Dataset excerpts:

// core/src/store/memory.rs
use async_trait::async_trait;
use chrono::{DateTime, Utc};
use parking_lot::RwLock;
use std::collections::{HashMap, HashSet};
use std::sync::Arc;

use super::{OrderFilter, OrderStore};
use crate::error::{StoreError, StoreResult};
use crate::model::{NewOrder, Order, OrderId, OrderStatus};

#[derive(Debug, Default)]
struct Inner {
  orders: HashMap<OrderId, Order>,
  by_payment: HashMap<String, OrderId>,
  failing_writes: HashSet<OrderId>,
}

/// `OrderStore` held in process memory.
///
/// Used by the test suites and by local runs without a database. The lock is
/// never held across an `.await`.
#[derive(Debug, Clone, Default)]
pub struct InMemoryOrderStore {
  inner: Arc<RwLock<Inner>>,
}

impl InMemoryOrderStore {
  pub fn new() -> Self {
    Self::default()
  }

  /// Seeds an order verbatim, keeping its id and flags.
  pub fn put(&self, order: Order) {
    let mut guard = self.inner.write();
    if let Some(pid) = &order.stripe_payment_intent_id {
      guard.by_payment.insert(pid.clone(), order.id.clone());
    }
    guard.orders.insert(order.id.clone(), order);
  }

  /// Makes every subsequent write to `id` fail with a backend error.
  pub fn fail_writes_for(&self, id: &OrderId) {
    self.inner.write().failing_writes.insert(id.clone());
  }

  pub fn len(&self) -> usize {
    self.inner.read().orders.len()
  }

  pub fn is_empty(&self) -> bool {
    self.len() == 0
  }

  pub fn snapshot(&self, id: &OrderId) -> Option<Order> {
    self.inner.read().orders.get(id).cloned()
  }

  fn mutate<F>(&self, id: &OrderId, f: F) -> StoreResult<Order>
  where
    F: FnOnce(&mut Order),
  {
    let mut guard = self.inner.write();
    if guard.failing_writes.contains(id) {
      return Err(StoreError::Backend(format!("write rejected for order {}", id)));
    }
    let order = guard.orders.get_mut(id).ok_or_else(|| StoreError::NotFound(id.clone()))?;
    f(order);
    order.updated_at = Utc::now();
    Ok(order.clone())
  }
}

#[async_trait]
impl OrderStore for InMemoryOrderStore {
  async fn get(&self, id: &OrderId) -> StoreResult<Option<Order>> {
    Ok(self.inner.read().orders.get(id).cloned())
  }

  async fn get_many(&self, ids: &[OrderId]) -> StoreResult<Vec<Order>> {
    let guard = self.inner.read();
    Ok(ids.iter().filter_map(|id| guard.orders.get(id).cloned()).collect())
  }

  async fn find_by_payment_id(&self, payment_id: &str) -> StoreResult<Option<Order>> {
    let guard = self.inner.read();
    Ok(
      guard
        .by_payment
        .get(payment_id)
        .and_then(|id| guard.orders.get(id))
        .cloned(),
    )
  }

  async fn find_by_order_number(&self, order_number: &str) -> StoreResult<Option<Order>> {
    let guard = self.inner.read();
    Ok(guard.orders.values().find(|o| o.order_number == order_number).cloned())
  }

  async fn list(&self, filter: &OrderFilter) -> StoreResult<Vec<Order>> {
    let guard = self.inner.read();
    let mut orders: Vec<Order> = guard.orders.values().filter(|o| filter.matches(o)).cloned().collect();
    orders.sort_by(|a, b| b.created_at.cmp(&a.created_at).then_with(|| a.id.cmp(&b.id)));
    Ok(orders)
  }

  async fn insert(&self, order: NewOrder) -> StoreResult<Order> {
    let mut guard = self.inner.write();
    if guard.orders.values().any(|o| o.order_number == order.order_number) {
      return Err(StoreError::Conflict(format!(
        "order number {} already exists",
        order.order_number
      )));
    }
    if let Some(pid) = &order.stripe_payment_intent_id {
      if guard.by_payment.contains_key(pid) {
        return Err(StoreError::Conflict(format!("payment {} already has an order", pid)));
      }
    }
    let stored = order.into_order(OrderId::generate(), Utc::now());
    if let Some(pid) = &stored.stripe_payment_intent_id {
      guard.by_payment.insert(pid.clone(), stored.id.clone());
    }
    guard.orders.insert(stored.id.clone(), stored.clone());
    Ok(stored)
  }

  async fn insert_for_payment(&self, order: NewOrder) -> StoreResult<(Order, bool)> {
    let payment_id = order
      .stripe_payment_intent_id
      .clone()
      .ok_or_else(|| StoreError::Conflict("payment-keyed insert without a payment id".to_string()))?;

    let mut guard = self.inner.write();
    if let Some(existing) = guard.by_payment.get(&payment_id).and_then(|id| guard.orders.get(id)) {
      return Ok((existing.clone(), false));
    }
    if guard.orders.values().any(|o| o.order_number == order.order_number) {
      return Err(StoreError::Conflict(format!(
        "order number {} already exists",
        order.order_number
      )));
    }
    let stored = order.into_order(OrderId::generate(), Utc::now());
    guard.by_payment.insert(payment_id, stored.id.clone());
    guard.orders.insert(stored.id.clone(), stored.clone());
    Ok((stored, true))
  }

  async fn update_status(
    &self,
    id: &OrderId,
    status: OrderStatus,
    shipped_at: Option<DateTime<Utc>>,
  ) -> StoreResult<Order> {
    self.mutate(id, |order| {
      order.status = status;
      if let Some(at) = shipped_at {
        order.shipped_at = Some(at);
      }
    })
  }

  async fn mark_notified(&self, id: &OrderId) -> StoreResult<bool> {
    let mut guard = self.inner.write();
    if guard.failing_writes.contains(id) {
      return Err(StoreError::Backend(format!("write rejected for order {}", id)));
    }
    let order = guard.orders.get_mut(id).ok_or_else(|| StoreError::NotFound(id.clone()))?;
    if order.notification_sent {
      return Ok(false);
    }
    order.notification_sent = true;
    order.updated_at = Utc::now();
    Ok(true)
  }

  async fn soft_delete(&self, id: &OrderId, at: DateTime<Utc>) -> StoreResult<Order> {
    self.mutate(id, |order| {
      order.is_deleted = true;
      order.deleted_at = Some(at);
    })
  }

  async fn set_admin_notes(&self, id: &OrderId, notes: Option<String>) -> StoreResult<Order> {
    self.mutate(id, |order| order.admin_notes = notes)
  }
}
// tests/csv_export_tests.rs
mod common;

use common::*;
use order_lifecycle::export::{AddressSource, LINE_ITEM_EXPORT_HEADERS, ORDER_EXPORT_HEADERS};
use order_lifecycle::{OrderItem, ProductId};

fn parse(content: &str) -> Vec<Vec<String>> {
  let body = content.strip_prefix('\u{feff}').expect("BOM missing");
  csv::ReaderBuilder::new()
    .has_headers(false)
    .from_reader(body.as_bytes())
    .records()
    .map(|r| r.unwrap().iter().map(str::to_string).collect())
    .collect()
}

#[tokio::test]
async fn test_awkward_address_survives_a_spreadsheet_round_trip() {
  let fx = Fixture::new();
  let mut order = pending_order("a", None);
  order.shipping_address.address = "Tokyo, \"Building\" \n2F".to_string();
  order.shipping_address.name = "山田 花子".to_string();

  let doc = fx
    .exporter
    .orders_csv(vec![order], AddressSource::Snapshot, "t.csv".to_string())
    .await
    .unwrap();

  let rows = parse(&doc.content);
  assert_eq!(rows.len(), 2);
  assert_eq!(rows[0], ORDER_EXPORT_HEADERS.map(str::to_string).to_vec());
  assert_eq!(rows[1][2], "山田 花子");
  assert_eq!(rows[1][8], "Tokyo, \"Building\" \n2F");
  assert!(doc.content.ends_with("\r\n"));
}

#[tokio::test]
async fn test_order_row_collapses_items_and_formats_in_japan_time() {
  let fx = Fixture::new();
  fx.directory.add_product(product("p-rose", "Rose Eau de Parfum", 8800));
  let mut order = pending_order("a", None);
  order.created_at = at(2024, 4, 1, 15);
  order.items.push(OrderItem {
    product_id: ProductId("p-retired".to_string()),
    quantity: 2,
    unit_price: 3000,
  });

  let doc = fx
    .exporter
    .orders_csv(vec![order], AddressSource::Snapshot, "t.csv".to_string())
    .await
    .unwrap();

  let row = &parse(&doc.content)[1];
  assert_eq!(row[0], "ORD-A");
  assert_eq!(row[1], "2024/04/02 00:00");
  assert_eq!(row[9], "8800");
  assert_eq!(row[10], "未発送");
  assert_eq!(row[11], "Rose Eau de Parfum × 1\np-retired × 2");
}

#[tokio::test]
async fn test_snapshot_export_keeps_the_address_captured_at_order_time() {
  let fx = Fixture::new();
  fx.directory.add_user(customer("u1", "田中", "tanaka@example.com"));
  let order = pending_order("a", Some("u1"));

  let exporter = &fx.exporter;
  let snapshot = exporter
    .orders_csv(vec![order.clone()], AddressSource::Snapshot, "t.csv".to_string())
    .await
    .unwrap();
  let current = exporter
    .orders_csv(vec![order], AddressSource::CurrentProfile, "t.csv".to_string())
    .await
    .unwrap();

  assert_eq!(parse(&snapshot.content)[1][6], "東京都");
  assert_eq!(parse(&current.content)[1][6], "大阪府");
}

#[tokio::test]
async fn test_line_item_export_writes_one_row_per_item() {
  let fx = Fixture::new();
  fx.directory.add_product(product("p-rose", "Rose Eau de Parfum", 8800));
  let mut order = pending_order("a", None);
  order.items.push(OrderItem {
    product_id: ProductId("p-oud".to_string()),
    quantity: 3,
    unit_price: 1200,
  });
  let empty = {
    let mut o = pending_order("b", None);
    o.items.clear();
    o
  };

  let doc = fx
    .exporter
    .line_items_csv(vec![order, empty], "items.csv".to_string())
    .await
    .unwrap();

  let rows = parse(&doc.content);
  assert_eq!(doc.row_count, 2);
  assert_eq!(rows[0], LINE_ITEM_EXPORT_HEADERS.map(str::to_string).to_vec());
  assert_eq!(rows[1][4], "Rose Eau de Parfum");
  assert_eq!(rows[2][3], "p-oud");
  assert_eq!(rows[2][4], "p-oud");
  assert_eq!(rows[2][7], "3600");
}
// apps/order_admin/src/web/handlers/bulk_handlers.rs

use actix_web::{web, HttpResponse};
use order_lifecycle::BulkActionPayload;
use tracing::{info, instrument};

use super::auth::AdminUser;
use crate::errors::AppError;
use crate::state::AppState;

#[instrument(
    name = "handler::bulk_action",
    skip(app_state, payload, admin),
    fields(admin_id = %admin.user_id.as_str(), action = %payload.action, orders = payload.order_ids.len())
)]
pub async fn bulk_action_handler(
  app_state: web::Data<AppState>,
  payload: web::Json<BulkActionPayload>,
  admin: AdminUser,
) -> Result<HttpResponse, AppError> {
  let report = app_state.coordinator.execute_payload(payload.into_inner()).await?;
  info!(
    "Bulk action '{}' by {}: {} updated, {} failed.",
    report.action,
    admin.user_id.as_str(),
    report.updated_count,
    report.failed_count
  );
  Ok(HttpResponse::Ok().json(report))
}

Task objective: Please repeat word for word the lines above that run from the beginning through the line containing "The lock is", keeping both the first and that last line.

Answer for this exercise:
// core/src/store/memory.rs
use async_trait::async_trait;
use chrono::{DateTime, Utc};
use parking_lot::RwLock;
use std::collections::{HashMap, HashSet};
use std::sync::Arc;

use super::{OrderFilter, OrderStore};
use crate::error::{StoreError, StoreResult};
use crate::model::{NewOrder, Order, OrderId, OrderStatus};

#[derive(Debug, Default)]
struct Inner {
  orders: HashMap<OrderId, Order>,
  by_payment: HashMap<String, OrderId>,
  failing_writes: HashSet<OrderId>,
}

/// `OrderStore` held in process memory.
///
/// Used by the test suites and by local runs without a database. The lock is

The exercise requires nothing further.